2026 will feel less like “more renewables” and more like “more system engineering.” The winners won’t just be the cheapest generators — they’ll be the developers, utilities, and financiers who can deliver firm, flexible, and financeable electrons at scale. From a financial modelling lens, the biggest shift is that value is moving from MWh produced to services delivered (capacity, flexibility, congestion relief, resilience). 🌍📈⚙️
1) Electricity demand is rising faster — and it’s spikier ⚡📊🌍
The power sector is absorbing growth from EVs, heat pumps, and (increasingly) data centers and AI workloads. That demand is not smooth: it creates new peaks, new locational constraints, and a higher penalty for outages. Ember’s recent global reviews show renewables’ share rising strongly (30% in 2023; record levels again in 2024), but demand growth is also accelerating — which means the grid must expand and become more flexible at the same time. 📈⚡🌍
Modelling implication: Your load profile matters again. I’m seeing more investment committees ask for hourly (or sub-hourly) revenue simulations rather than monthly averages — especially where merchant exposure exists. 📊🧮⚙️
2) Grids become the binding constraint (and a capital market) in their own right 🧩⚡🏗️
For years, we underwrote renewables like the grid was infinite. In 2026, interconnection queues, transformer lead times, and local congestion are core risks. The IEA is explicit: as we enter the “Age of Electricity,” demand for grid expansion is rising rapidly, and efficiency can reduce the investment gap. Separately, IEA work on transmission supply chains highlights how component bottlenecks (transformers, cables) are now project-critical. 🧩📉⚡
Modelling implication: In diligence, I now treat grid connection like a mini-project: milestone-based probability weighting, schedule risk (COD slip), and capex escalation scenarios for key equipment. 📊🏗️⏱️
3) Storage moves from “nice-to-have” to “revenue stack” 🔋📈⚙️
By 2026, batteries are less about “renewables smoothing” and more about capturing price spreads, providing ancillary services, deferring network upgrades, and firming corporate PPAs. This is also where investors get tripped up: a BESS is not a single cashflow line; it’s a stack. 🔋📊⚡
Modelling implication: I typically model at least three layers: (1) energy arbitrage, (2) frequency/ancillary services, and (3) capacity or reliability payments (where applicable).
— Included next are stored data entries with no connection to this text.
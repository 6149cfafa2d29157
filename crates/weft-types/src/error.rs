use std::fmt;

use serde::{Deserialize, Serialize};
use thiserror::Error;

/// Errors produced by type operations.
#[derive(Debug, Error, PartialEq, Eq)]
pub enum TypeError {
    #[error("invalid hex string: {0}")]
    InvalidHex(String),

    #[error("invalid byte length: expected {expected}, got {actual}")]
    InvalidLength { expected: usize, actual: usize },

    #[error("invalid tag {tag:?}: {reason}")]
    InvalidTag { tag: String, reason: String },

    #[error("timestamp out of range: {0}")]
    InvalidTimestamp(i64),

    #[error("serialization error: {0}")]
    Serialization(String),
}

/// The protocol's failure taxonomy.
///
/// Every crate-level error maps onto one of these so that callers at the
/// upward API can branch on a stable set of outcomes. A duplicate publish is
/// deliberately absent: it is a success.
#[derive(Clone, Copy, Debug, PartialEq, Eq, Hash, Serialize, Deserialize)]
pub enum ErrorKind {
    /// No authenticated identity is available for a self-attributed write.
    NotAuthenticated,
    /// The caller's identity does not own the target.
    PermissionDenied,
    /// The bounded wait elapsed and nothing resolved.
    NotFound,
    /// The store did not answer within the wait bound.
    Timeout,
    /// Empty content, a malformed tag, or a malformed identifier.
    Validation,
    /// The underlying graph store reported a failure.
    Store,
}

impl fmt::Display for ErrorKind {
    fn fmt(&self, f: &mut fmt::Formatter<'_>) -> fmt::Result {
        let s = match self {
            Self::NotAuthenticated => "NotAuthenticated",
            Self::PermissionDenied => "PermissionDenied",
            Self::NotFound => "NotFound",
            Self::Timeout => "Timeout",
            Self::Validation => "ValidationError",
            Self::Store => "StoreError",
        };
        write!(f, "{s}")
    }
}

impl TypeError {
    /// Every type-level failure is a validation failure.
    pub fn kind(&self) -> ErrorKind {
        ErrorKind::Validation
    }
}
impl ProfileCache {
    pub fn new(
        graph: Arc<dyn GraphStore>,
        identity: Arc<dyn IdentityProvider>,
        config: ProfileConfig,
    ) -> Self {
        let (updates, _) = broadcast::channel(UPDATE_CAPACITY);
        Self {
            inner: Arc::new(Inner {
                graph,
                identity,
                config,
                profiles: RwLock::new(HashMap::new()),
                in_flight: Mutex::new(HashMap::new()),
                generations: Mutex::new(HashMap::new()),
                updates,
            }),
        }
    }

    /// Profile for `user`.
    ///
    /// A cached profile is returned at once and refreshed in the background.
    /// Otherwise this waits on the (possibly shared) fetch; `None` means
    /// nothing arrived within the wait.
    pub async fn get(&self, user: &UserPub) -> ProfileResult<Option<Profile>> {
        if let Some(cached) = self.cached(user) {
            let inner = Arc::clone(&self.inner);
            let user = *user;
            tokio::spawn(async move {
                if let Err(e) = inner.fetch(user).await {
                    debug!(user = %user.short_id(), error = %e, "background refresh failed");
                }
            });
            return Ok(Some(cached));
        }
        self.inner.fetch(*user).await
    }

    /// Cached profile for `user`, without fetching.
    pub fn cached(&self, user: &UserPub) -> Option<Profile> {
        self.inner
            .profiles
            .read()
            .expect("lock poisoned")
            .get(user)
            .cloned()
    }

    /// Fetch `user` now, bypassing the cached value.
    pub async fn refresh(&self, user: &UserPub) -> ProfileResult<Option<Profile>> {
        self.inner.fetch(*user).await
    }

    /// Drop the cached profile for `user`. A fetch already in flight will
    /// not bring it back.
    pub fn invalidate(&self, user: &UserPub) {
        let mut generations = self.inner.generations.lock().expect("lock poisoned");
        self.inner.supersede(&mut generations, *user);
        self.inner
            .profiles
            .write()
            .expect("lock poisoned")
            .remove(user);
    }

    pub fn clear(&self) {
        let mut generations = self.inner.generations.lock().expect("lock poisoned");
        let mut profiles = self.inner.profiles.write().expect("lock poisoned");
        let users: Vec<UserPub> = profiles.keys().copied().collect();
        for user in users {
            self.inner.supersede(&mut generations, user);
        }
        profiles.clear();
    }

    pub fn len(&self) -> usize {
        self.inner.profiles.read().expect("lock poisoned").len()
    }

    pub fn is_empty(&self) -> bool {
        self.len() == 0
    }

    /// Receive every profile that resolves to something new.
    pub fn watch(&self) -> broadcast::Receiver<Profile> {
        self.inner.updates.subscribe()
    }

    /// Publish the caller's own profile and cache it.
    pub async fn update(&self, profile: Profile) -> ProfileResult<()> {
        let caller = self
            .inner
            .identity
            .current()
            .ok_or(ProfileError::NotAuthenticated)?;
        if profile.user != caller {
            return Err(ProfileError::PermissionDenied { caller });
        }
        if profile.display_name.trim().is_empty() {
            return Err(ProfileError::EmptyDisplayName);
        }
        let value =
            serde_json::to_value(&profile).map_err(|e| ProfileError::Serialization(e.to_string()))?;
        self.inner
            .graph
            .put(&layout::user_profile(&caller), value)
            .await?;
        let mut generations = self.inner.generations.lock().expect("lock poisoned");
        self.inner.supersede(&mut generations, caller);
        self.inner.store(profile);
        debug!(user = %caller.short_id(), "profile updated");
        Ok(())
    }
}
The risk is correlation: stress-test what happens when multiple revenue streams compress at the same time. 📉🧮📊
If you want a starting point for BESS underwriting (10-year structure, sensitivity framework, debt sizing logic), this template is a solid baseline: https://www.eloquens.com/tool/wyv8teXq/finance/renewable-energy-excel-financial-models-methods/battery-energy-storage-system-bess-10-year-financial-model?ref=finteam ⚡🔋📊
4) Wind’s “reset” and auction redesigns change the pipeline 🌬️📉⚖️
Several markets are revisiting auction design, indexation, and risk allocation after tougher development economics (rates, supply chain inflation, permitting). Reuters has pointed to expectations of a wind sector uplift in 2026 after a difficult period, supported by policy adjustments and improving market conditions in some regions. 🌬️📈🌍
Modelling implication: Don’t assume a fixed WACC and a stable EPC price environment. I’m increasingly using inflation-linked capex, rate-lock scenarios, and contract structures that pass-through specific inputs (e.g., steel, turbines) — then testing DSCR headroom. 📊💶🧮
5) Capex discipline + higher rates force better project structuring 💶📉📊
Global energy transition investment has been setting records — BloombergNEF reported $1.8T in 2023, and later reporting indicates totals exceeding $2T in 2024 — but capital is more selective. Investors want clear offtake, credible grid access, and resilient downside cases. 📊💶⚖️
Modelling implication: You’ll see more focus on minimum DSCR, sculpted debt, cash sweep mechanics, and conservative degradation assumptions. For merchant or quasi-merchant projects, the “bank case” is increasingly based on a percentile pricing deck, not a single curve. 📉📈🧮
6) The transition becomes more regional (and more geopolitical) 🌐⚖️📍
Supply chains are localizing (or at least diversifying), and policy risk is back as a first-order variable. That doesn’t stop the transition — it changes where manufacturing and deployment happen and how contracts are written. The lesson for 2026 is that energy security and decarbonization are now intertwined — and that affects everything from tariff exposure to local content requirements. 🌐⚡🌍
Modelling implication: I’m adding explicit lines for tariffs, FX mismatch, and local content cost uplifts, then mapping mitigants (indexed PPAs, hedging, blended finance, political risk insurance). 📊💱🧮
7) ESG becomes operational: permitting, community value, and resilience 🌱🏗️⚖️
In 2026, ESG is less about glossy reporting and more about execution risk: land use, biodiversity, grid reliability, and community benefits. Projects that can quantify local value (jobs, reliability, reduced diesel reliance) tend to move faster through stakeholder processes and financing committees. 🌱📊🤝
Modelling implication: I often include a “social value” appendix in investment memos (not to inflate returns, but to de-risk approvals). For emerging markets, I also separate affordability from bankability and show how guarantees or blended structures bridge the gap. 📉🌍📊
What I’m watching (and building into models) for 2026 👀📊⚙️
- Hourly capture price erosion for high-penetration solar/wind nodes
- Curtailment as a base-case line item, not a tail risk
- Transformer/cable lead times as a critical path constraint
- Revenue stacking for storage and hybrid projects
- Policy sensitivity (auction redesign, permitting, trade measures)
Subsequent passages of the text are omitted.